Aperçu d'un schéma d'optimisation fiscale : le « double irish » et le « sandwich néerlandais ».

En offrant une fiscalité attractive, l'Irlande a attiré un très grand nombre de sièges européens de grandes entreprises, comme Microsoft, Intel, Oracle, Google et bientôt Facebook. Ces entreprises bénéficient d'un taux d'imposition sur les bénéfices de 12,5 % - l'un des plus faibles d'Europe - et d'un régime fiscal sur la propriété intellectuelle extrêmement favorable. En installant en Irlande son QG européen, Google a ainsi réussi à ramener son taux d'imposition sur les bénéfices à 2,4 % seulement comme l'a révélé une longue enquête de Bloomberg.

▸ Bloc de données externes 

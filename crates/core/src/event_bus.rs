//! Domain event bus: trait for publishing lifecycle events from any module.
//!
//! Components accept an `Arc<dyn EventSink>` and publish after each state
//! change. Delivery (notification records, push, email) happens downstream
//! of the sink, so core logic never waits on it.

use crate::types::{CampaignStatus, ContentStatus, Party, RequestStatus};
use chrono::{DateTime, Utc};
use serde::{Deserialize, Serialize};
use std::sync::{Arc, Mutex};
use tokio::sync::mpsc;
use tracing::warn;
use uuid::Uuid;

#[derive(Debug, Clone, PartialEq, Serialize, Deserialize)]
#[serde(tag = "type", rename_all = "snake_case")]
pub enum DomainEvent {
    CollaborationRequested {
        request_id: Uuid,
        campaign_id: Uuid,
        influencer_id: Uuid,
        brand_id: Uuid,
    },
    CollaborationResponded {
        request_id: Uuid,
        campaign_id: Uuid,
        influencer_id: Uuid,
        brand_id: Uuid,
        status: RequestStatus,
        message: Option<String>,
    },
    CounterOfferMade {
        request_id: Uuid,
        campaign_id: Uuid,
        influencer_id: Uuid,
        brand_id: Uuid,
        offered_by: Party,
    },
    ContentSubmitted {
        content_id: Uuid,
        campaign_id: Uuid,
        influencer_id: Uuid,
        brand_id: Uuid,
    },
    ContentReviewed {
        content_id: Uuid,
        campaign_id: Uuid,
        influencer_id: Uuid,
        status: ContentStatus,
        feedback: Option<String>,
    },
    CampaignStatusChanged {
        campaign_id: Uuid,
        brand_id: Uuid,
        from: CampaignStatus,
        to: CampaignStatus,
    },
    ReportGenerated {
        report_id: Uuid,
        campaign_id: Uuid,
        brand_id: Uuid,
    },
}

impl DomainEvent {
    pub fn name(&self) -> &'static str {
        match self {
            DomainEvent::CollaborationRequested { .. } => "collaboration_requested",
            DomainEvent::CollaborationResponded { .. } => "collaboration_responded",
            DomainEvent::CounterOfferMade { .. } => "counter_offer_made",
            DomainEvent::ContentSubmitted { .. } => "content_submitted",
            DomainEvent::ContentReviewed { .. } => "content_reviewed",
            DomainEvent::CampaignStatusChanged { .. } => "campaign_status_changed",
            DomainEvent::ReportGenerated { .. } => "report_generated",
        }
    }
}

/// An event stamped at publication time.
#[derive(Debug, Clone, Serialize, Deserialize)]
pub struct EventEnvelope {
    pub event_id: Uuid,
    pub occurred_at: DateTime<Utc>,
    pub event: DomainEvent,
}

impl EventEnvelope {
    pub fn new(event: DomainEvent) -> Self {
        Self {
            event_id: Uuid::new_v4(),
            occurred_at: Utc::now(),
            event,
        }
    }
}

/// Fire-and-forget publication of domain events. Implementations must not
/// block and must not fail the caller.
pub trait EventSink: Send + Sync {
    fn emit(&self, event: DomainEvent);
}

/// No-op sink for modules and tests that don't need event emission.
pub struct NoOpSink;

impl EventSink for NoOpSink {
    fn emit(&self, _event: DomainEvent) {}
}

/// In-memory sink that captures events for testing.
#[derive(Default)]
pub struct CaptureSink {
    events: Mutex<Vec<DomainEvent>>,
}

impl CaptureSink {
    pub fn new() -> Self {
        Self {
            events: Mutex::new(Vec::new()),
        }
    }

    pub fn events(&self) -> Vec<DomainEvent> {
        self.events.lock().expect("event bus mutex poisoned").clone()
    }

    pub fn count(&self) -> usize {
        self.events.lock().expect("event bus mutex poisoned").len()
    }

    pub fn count_named(&self, name: &str) -> usize {
        self.events
            .lock()
            .expect("event bus mutex poisoned")
            .iter()
            .filter(|e| e.name() == name)
            .count()
    }

    pub fn clear(&self) {
        self.events.lock().expect("event bus mutex poisoned").clear();
    }
}

impl EventSink for CaptureSink {
    fn emit(&self, event: DomainEvent) {
        self.events.lock().expect("event bus mutex poisoned").push(event);
    }
}

/// Bounded channel sink. A full or closed channel drops the event.
pub struct ChannelSink {
    sender: mpsc::Sender<EventEnvelope>,
}

impl ChannelSink {
    pub fn new(sender: mpsc::Sender<EventEnvelope>) -> Self {
        Self { sender }
    }
}

impl EventSink for ChannelSink {
    fn emit(&self, event: DomainEvent) {
        let name = event.name();
        if let Err(e) = self.sender.try_send(EventEnvelope::new(event)) {
            metrics::counter!("events.dropped").increment(1);
            warn!(event = name, error = %e, "Domain event dropped");
        } else {
            metrics::counter!("events.published").increment(1);
        }
    }
}

/// Convenience: create a no-op event bus for modules that don't need it.
pub fn noop_sink() -> Arc<dyn EventSink> {
    Arc::new(NoOpSink)
}

/// Convenience: create a capture sink for tests.
pub fn capture_sink() -> Arc<CaptureSink> {
    Arc::new(CaptureSink::new())
}

/// Convenience: create a channel sink and the receiving half for a consumer.
pub fn channel_sink(capacity: usize) -> (Arc<ChannelSink>, mpsc::Receiver<EventEnvelope>) {
    let (sender, receiver) = mpsc::channel(capacity.max(1));
    (Arc::new(ChannelSink::new(sender)), receiver)
}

Pour minimiser son imposition, Google a eu recours à deux montages très en vogue parmi les multinationales domiciliées en Irlande : le « double irish » et le « sandwich néerlandais ». Ces deux astuces auraient permis à Google de réaliser 3,1 milliards de dollars d'économie en trois ans.

Comment Google s'y prend-il ? Google Ireland Holdings, dont la société mère se trouve dans les Bermudes, détient les droits sur les brevets (moteur de recherche, publicité en ligne...) et marques déposés par l'entreprise. Elle contrôle également Google Ireland Ltd, qui avec ses 2 000 employés, gère l'ensemble des activités du groupe pour l'Europe, le Moyen-Orient et l'Afrique et encaisse 88 % des 12,5 milliards de dollars de revenus réalisés par Google en dehors des États-Unis. Pour minimiser son imposition en Irlande, Google Ireland Ltd reverse une grosse part de ses bénéfices sous forme de royalties à Google Holdings détenteurs des brevets et licences développés par le géant de l'Internet. Cela permet à Google Ireland Ltd de réduire drastiquement les bénéfices réalisés en Irlande. C'est le « Double Irish ».

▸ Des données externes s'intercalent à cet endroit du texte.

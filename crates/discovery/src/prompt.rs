//! Prompt builders for the content analyses.

use influencer_core::types::{ContentSample, Influencer};

/// Caption corpus is capped so a chatty influencer can't blow the context.
const MAX_CORPUS_CHARS: usize = 12_000;

/// Joins sample captions (or descriptions) one per line.
pub fn caption_corpus(samples: &[ContentSample]) -> String {
    let mut corpus = String::new();
    for text in samples.iter().filter_map(|s| s.text()).map(str::trim) {
        if corpus.len() + text.len() + 1 > MAX_CORPUS_CHARS {
            // A lone oversized caption is cut rather than dropped.
            if corpus.is_empty() {
                corpus.push_str(truncate_at_char(text, MAX_CORPUS_CHARS - 1));
                corpus.push('\n');
            }
            break;
        }
        corpus.push_str(text);
        corpus.push('\n');
    }
    corpus
}

/// Longest prefix of `text` no longer than `max_bytes` that ends on a char
/// boundary.
fn truncate_at_char(text: &str, max_bytes: usize) -> &str {
    let end = text
        .char_indices()
        .map(|(i, c)| i + c.len_utf8())
        .take_while(|&end| end <= max_bytes)
        .last()
        .unwrap_or(0);
    &text[..end]
}

pub fn content_themes_prompt(corpus: &str) -> String {
    format!(
        "Analyze the following social media captions from a single influencer.\n\
         Identify the main content themes, the overall content style, recurring \
         elements, and the kinds of content that appear to drive the most engagement.\n\n\
         Captions:\n{corpus}\n\
         Respond with a JSON object with exactly these fields:\n\
         {{\"themes\": [string], \"style\": string, \"recurringElements\": [string], \
         \"highEngagementContent\": [string]}}"
    )
}

pub fn brand_alignment_prompt(influencer: &Influencer, corpus: &str) -> String {
    let categories = if influencer.categories.is_empty() {
        "unspecified".to_string()
    } else {
        influencer.categories.join(", ")
    };
    let values = if influencer.values.is_empty() {
        "unspecified".to_string()
    } else {
        influencer.values.join(", ")
    };
    let tone = influencer.content_tone.as_deref().unwrap_or("unspecified");
    format!(
        "Assess brand partnership fit for an influencer.\n\
         Categories: {categories}\n\
         Tone: {tone}\n\
         Stated values: {values}\n\n\
         Recent captions:\n{corpus}\n\
         Respond with a JSON object with exactly these fields:\n\
         {{\"alignedBrandCategories\": [string], \"brandCategoriesToAvoid\": [string], \
         \"authenticityScore\": number from 0 to 10, \"expressedValues\": [string], \
         \"potentialRedFlags\": [string]}}"
    )
}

Mais pour être consommé dans les règles de l'art, le « Double Irish » doit être agrémenté d'un « sandwich néerlandais » qui permet de sortir les profits sans payer d'impôt. L'autre particularité de la fiscalité irlandaise est d'autoriser une imposition minime sur les royalties générées sur son territoire mais qui souhaiteraient en sortir.

Pour faire remonter les bénéfices jusque dans les Bermudes, Google Ireland Holdings les fait d'abord transiter par les Pays-Bas. Pour une raison simple : l'Irlande exempte de taxe les royalties reversées à certains pays membres de l'Union européenne. Les milliards de dollars de royalties collectés passent donc par Google Netherlands Holding BV qui en reverse 99,8 % à la société mère de Google logée dans les Bermudes. Google Netherlands ne compte même pas un salarié.

Les bénéfices se perdent ensuite dans les sables des Bermudes, les sociétés créées par Google dans ce petit paradis fiscal des Caraïbes n'exigeant pas de tenir une comptabilité publique. Voilà comment Google a ramené son taux d'imposition sur l'ensemble de ses activités à l'étranger à 2,4 % alors que l'entreprise réalise l'essentiel de ses bénéfices dans des pays dont l'impôt sur les sociétés oscille entre 20 % et 35 %. Voilà pourquoi l'Union européenne souhaiterait que l'Irlande fasse évoluer sa fiscalité.

Pour mémoire, Google a déclaré pour la première fois en France, en 2009, un chiffre d'affaires de 51,9 millions d'euros. Un résultat ridicule qui ne constitue qu'une toute petite partie des revenus provenant de ses activités dans l'Hexagone.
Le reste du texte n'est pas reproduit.